WHAT YOU HAVE TO DO
Extract every line of the material below and reproduce it faithfully.

(DATA IN THIS EXERCISE)

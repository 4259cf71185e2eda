// SPDX-License-Identifier: MIT

//! Services module - business logic layer.

pub mod bookmarks;
pub mod directions;
pub mod enrichment;
pub mod images;
pub mod maps;
pub mod plans;

pub use enrichment::PlaceEnricher;
pub use images::ImageStore;
pub use maps::{MapsClient, RouteSummary};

(End DATA IN THIS EXERCISE)

TASK RESULT
repository 4259cf71185e2eda
// SPDX-License-Identifier: MIT

//! Services module - business logic layer.

pub mod bookmarks;
pub mod directions;
pub mod enrichment;
pub mod images;
pub mod maps;
pub mod plans;

pub use enrichment::PlaceEnricher;
pub use images::ImageStore;
pub use maps::{MapsClient, RouteSummary};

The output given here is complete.